START Data provided

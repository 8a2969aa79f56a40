#![allow(dead_code)]

use build_ir::{BuildErrorKind, BuildOptions, Built};
use num_bigint::BigInt;
use source_files::{Location, Source, SourceFiles};

pub fn line(line: u32) -> Source {
    Source::new(SourceFiles::INTERNAL_KEY, Location::new(line, 1))
}

pub fn here() -> Source {
    Source::internal()
}

pub fn int(bits: u32) -> ast::Type {
    ast::TypeKind::Integer(bits).at(here())
}

pub fn void() -> ast::Type {
    ast::TypeKind::Void.at(here())
}

pub fn double() -> ast::Type {
    ast::TypeKind::Float(primitives::FloatKind::Double).at(here())
}

pub fn vector(len: u64, elem: ast::Type) -> ast::Type {
    ast::TypeKind::Vector(len, Box::new(elem)).at(here())
}

pub fn array(len: u64, elem: ast::Type) -> ast::Type {
    ast::TypeKind::Array(len, Box::new(elem)).at(here())
}

pub fn named(name: &str) -> ast::Type {
    ast::TypeKind::Named(name.into()).at(here())
}

pub fn ptr(pointee: ast::Type) -> ast::Type {
    pointee.pointer()
}

pub fn structure(fields: Vec<ast::Type>) -> ast::Type {
    ast::TypeKind::Struct(ast::StructType {
        fields,
        is_packed: false,
    })
    .at(here())
}

pub fn local(name: &str) -> ast::Value {
    ast::ValueKind::Local(name.into()).at(here())
}

pub fn global(name: &str) -> ast::Value {
    ast::ValueKind::Global(name.into()).at(here())
}

pub fn int_const(bits: u32, value: i64) -> ast::Constant {
    ast::ConstantKind::Int(BigInt::from(value)).at(int(bits), here())
}

pub fn int_value(bits: u32, value: i64) -> ast::Value {
    int_const(bits, value).into()
}

pub fn null(ty: ast::Type) -> ast::Constant {
    ast::ConstantKind::Null.at(ty, here())
}

pub fn zero(ty: ast::Type) -> ast::Constant {
    ast::ConstantKind::ZeroInitializer.at(ty, here())
}

pub fn global_ref(ty: ast::Type, name: &str) -> ast::Constant {
    ast::ConstantKind::Global(name.into()).at(ty, here())
}

pub fn label(name: &str) -> ast::Label {
    ast::Label::new(name, here())
}

pub fn type_def(name: &str, def: ast::Type) -> ast::TypeDef {
    ast::TypeDef {
        name: name.into(),
        def: Some(def),
        source: here(),
    }
}

pub fn global_def(name: &str, content_type: ast::Type, init: Option<ast::Constant>) -> ast::Global {
    ast::Global {
        name: name.into(),
        is_immutable: false,
        content_type,
        init,
        source: here(),
    }
}

pub fn param(name: &str, ty: ast::Type) -> ast::Param {
    ast::Param {
        name: Some(name.into()),
        ty,
        source: here(),
    }
}

pub fn block(name: &str, instrs: Vec<ast::Instr>, term: ast::TermKind) -> ast::BasicBlock {
    ast::BasicBlock {
        name: Some(name.into()),
        instrs,
        term: Some(term.at(here())),
        source: here(),
    }
}

pub fn func(
    name: &str,
    return_type: ast::Type,
    params: Vec<ast::Param>,
    blocks: Vec<ast::BasicBlock>,
) -> ast::Func {
    ast::Func {
        name: name.into(),
        return_type,
        params,
        is_variadic: false,
        blocks,
        source: here(),
    }
}

pub fn declare(name: &str, return_type: ast::Type, params: Vec<ast::Type>) -> ast::Func {
    ast::Func {
        name: name.into(),
        return_type,
        params: params
            .into_iter()
            .map(|ty| ast::Param {
                name: None,
                ty,
                source: here(),
            })
            .collect(),
        is_variadic: false,
        blocks: vec![],
        source: here(),
    }
}

pub fn ret(value: ast::Value) -> ast::TermKind {
    ast::TermKind::Ret(Some(value))
}

pub fn ret_void() -> ast::TermKind {
    ast::TermKind::Ret(None)
}

pub fn build(module: &ast::Module) -> Built {
    build_ir::build(module, &BuildOptions::default())
}

pub fn error_kinds(built: &Built) -> Vec<&BuildErrorKind> {
    built.errors.iter().map(|error| &error.kind).collect()
}

/// Type of the result of the `index`th instruction of the first block.
pub fn instr_type(built: &Built, func: &str, index: usize) -> String {
    let module = &built.module;
    let func = &module.funcs[module.find_func(func).expect("function exists")];
    let instr = func.instr(ir::InstrRef::new(ir::BlockRef(0), index));
    instr.ty.display(module).to_string()
}
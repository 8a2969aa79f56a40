use crate::{Constant, Type};
use source_files::Source;

#[derive(Clone, Debug)]
pub struct Global {
    pub name: String,
    pub is_immutable: bool,
    pub content_type: Type,
    pub init: Option<Constant>,
    pub source: Source,
}
use crate::{SourceFileKey, SourceFiles};
use line_column::Location;

// WARNING: Don't implement PartialEq, Eq, or Hash for this.
// Two IR entities are never equal just because they were declared
// at the same place, and resolved types must compare structurally.
#[derive(Copy, Clone, Debug)]
pub struct Source {
    pub key: SourceFileKey,
    pub location: Location,
}

impl Source {
    pub fn new(key: SourceFileKey, location: Location) -> Self {
        Self { key, location }
    }

    pub fn internal() -> Self {
        Self {
            key: SourceFiles::INTERNAL_KEY,
            location: Location { line: 1, column: 1 },
        }
    }

    pub fn is_internal(&self) -> bool {
        self.key == SourceFiles::INTERNAL_KEY
    }
}

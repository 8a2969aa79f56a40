use crate::Id;

pub trait NewId: Id {}

/// Declares a niche-optimized id newtype, so that `Option<Idx<..>>` costs
/// no more than the index itself.
#[macro_export]
macro_rules! new_id_with_niche {
    ($name: ident, $ty: ty) => {
        #[derive(Copy, Clone, Debug, PartialEq, Eq, PartialOrd, Ord, Hash)]
        pub struct $name(::core::num::NonZero<$ty>);

        impl $crate::Id for $name {
            const MAX: usize = (<$ty>::MAX - 1) as usize;

            #[inline]
            fn from_usize(idx: usize) -> Self {
                let raw = <$ty>::try_from(idx + 1).expect("arena id overflowed");
                Self(::core::num::NonZero::new(raw).expect("arena id is never zero"))
            }

            #[inline]
            fn into_usize(self) -> usize {
                (self.0.get() - 1) as usize
            }
        }

        impl $crate::NewId for $name {}
    };
}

END Data provided

What is expected →
Return all data verbatim.

Result for this exercise →
repository 8a2969aa79f56a40
#![allow(dead_code)]

use build_ir::{BuildErrorKind, BuildOptions, Built};
use num_bigint::BigInt;
use source_files::{Location, Source, SourceFiles};

pub fn line(line: u32) -> Source {
    Source::new(SourceFiles::INTERNAL_KEY, Location::new(line, 1))
}

pub fn here() -> Source {
    Source::internal()
}

pub fn int(bits: u32) -> ast::Type {
    ast::TypeKind::Integer(bits).at(here())
}

pub fn void() -> ast::Type {
    ast::TypeKind::Void.at(here())
}

pub fn double() -> ast::Type {
    ast::TypeKind::Float(primitives::FloatKind::Double).at(here())
}

pub fn vector(len: u64, elem: ast::Type) -> ast::Type {
    ast::TypeKind::Vector(len, Box::new(elem)).at(here())
}

pub fn array(len: u64, elem: ast::Type) -> ast::Type {
    ast::TypeKind::Array(len, Box::new(elem)).at(here())
}

pub fn named(name: &str) -> ast::Type {
    ast::TypeKind::Named(name.into()).at(here())
}

pub fn ptr(pointee: ast::Type) -> ast::Type {
    pointee.pointer()
}

pub fn structure(fields: Vec<ast::Type>) -> ast::Type {
    ast::TypeKind::Struct(ast::StructType {
        fields,
        is_packed: false,
    })
    .at(here())
}

pub fn local(name: &str) -> ast::Value {
    ast::ValueKind::Local(name.into()).at(here())
}

pub fn global(name: &str) -> ast::Value {
    ast::ValueKind::Global(name.into()).at(here())
}

pub fn int_const(bits: u32, value: i64) -> ast::Constant {
    ast::ConstantKind::Int(BigInt::from(value)).at(int(bits), here())
}

pub fn int_value(bits: u32, value: i64) -> ast::Value {
    int_const(bits, value).into()
}

pub fn null(ty: ast::Type) -> ast::Constant {
    ast::ConstantKind::Null.at(ty, here())
}

pub fn zero(ty: ast::Type) -> ast::Constant {
    ast::ConstantKind::ZeroInitializer.at(ty, here())
}

pub fn global_ref(ty: ast::Type, name: &str) -> ast::Constant {
    ast::ConstantKind::Global(name.into()).at(ty, here())
}

pub fn label(name: &str) -> ast::Label {
    ast::Label::new(name, here())
}

pub fn type_def(name: &str, def: ast::Type) -> ast::TypeDef {
    ast::TypeDef {
        name: name.into(),
        def: Some(def),
        source: here(),
    }
}

pub fn global_def(name: &str, content_type: ast::Type, init: Option<ast::Constant>) -> ast::Global {
    ast::Global {
        name: name.into(),
        is_immutable: false,
        content_type,
        init,
        source: here(),
    }
}

pub fn param(name: &str, ty: ast::Type) -> ast::Param {
    ast::Param {
        name: Some(name.into()),
        ty,
        source: here(),
    }
}

pub fn block(name: &str, instrs: Vec<ast::Instr>, term: ast::TermKind) -> ast::BasicBlock {
    ast::BasicBlock {
        name: Some(name.into()),
        instrs,
        term: Some(term.at(here())),
        source: here(),
    }
}

pub fn func(
    name: &str,
    return_type: ast::Type,
    params: Vec<ast::Param>,
    blocks: Vec<ast::BasicBlock>,
) -> ast::Func {
    ast::Func {
        name: name.into(),
        return_type,
        params,
        is_variadic: false,
        blocks,
        source: here(),
    }
}

pub fn declare(name: &str, return_type: ast::Type, params: Vec<ast::Type>) -> ast::Func {
    ast::Func {
        name: name.into(),
        return_type,
        params: params
            .into_iter()
            .map(|ty| ast::Param {
                name: None,
                ty,
                source: here(),
            })
            .collect(),
        is_variadic: false,
        blocks: vec![],
        source: here(),
    }
}

pub fn ret(value: ast::Value) -> ast::TermKind {
    ast::TermKind::Ret(Some(value))
}

pub fn ret_void() -> ast::TermKind {
    ast::TermKind::Ret(None)
}

pub fn build(module: &ast::Module) -> Built {
    build_ir::build(module, &BuildOptions::default())
}

pub fn error_kinds(built: &Built) -> Vec<&BuildErrorKind> {
    built.errors.iter().map(|error| &error.kind).collect()
}

/// Type of the result of the `index`th instruction of the first block.
pub fn instr_type(built: &Built, func: &str, index: usize) -> String {
    let module = &built.module;
    let func = &module.funcs[module.find_func(func).expect("function exists")];
    let instr = func.instr(ir::InstrRef::new(ir::BlockRef(0), index));
    instr.ty.display(module).to_string()
}
repository 8a2969aa79f56a40
use crate::{Constant, Type};
use source_files::Source;

#[derive(Clone, Debug)]
pub struct Global {
    pub name: String,
    pub is_immutable: bool,
    pub content_type: Type,
    pub init: Option<Constant>,
    pub source: Source,
}
use crate::{SourceFileKey, SourceFiles};
use line_column::Location;

// WARNING: Don't implement PartialEq, Eq, or Hash for this.
// Two IR entities are never equal just because they were declared
// at the same place, and resolved types must compare structurally.
#[derive(Copy, Clone, Debug)]
pub struct Source {
    pub key: SourceFileKey,
    pub location: Location,
}

impl Source {
    pub fn new(key: SourceFileKey, location: Location) -> Self {
        Self { key, location }
    }

    pub fn internal() -> Self {
        Self {
            key: SourceFiles::INTERNAL_KEY,
            location: Location { line: 1, column: 1 },
        }
    }

    pub fn is_internal(&self) -> bool {
        self.key == SourceFiles::INTERNAL_KEY
    }
}

repository 8a2969aa79f56a40
use crate::Id;

pub trait NewId: Id {}

/// Declares a niche-optimized id newtype, so that `Option<Idx<..>>` costs
/// no more than the index itself.
#[macro_export]
macro_rules! new_id_with_niche {
    ($name: ident, $ty: ty) => {
        #[derive(Copy, Clone, Debug, PartialEq, Eq, PartialOrd, Ord, Hash)]
        pub struct $name(::core::num::NonZero<$ty>);

        impl $crate::Id for $name {
            const MAX: usize = (<$ty>::MAX - 1) as usize;

            #[inline]
            fn from_usize(idx: usize) -> Self {
                let raw = <$ty>::try_from(idx + 1).expect("arena id overflowed");
                Self(::core::num::NonZero::new(raw).expect("arena id is never zero"))
            }

            #[inline]
            fn into_usize(self) -> usize {
                (self.0.get() - 1) as usize
            }
        }

        impl $crate::NewId for $name {}
    };
}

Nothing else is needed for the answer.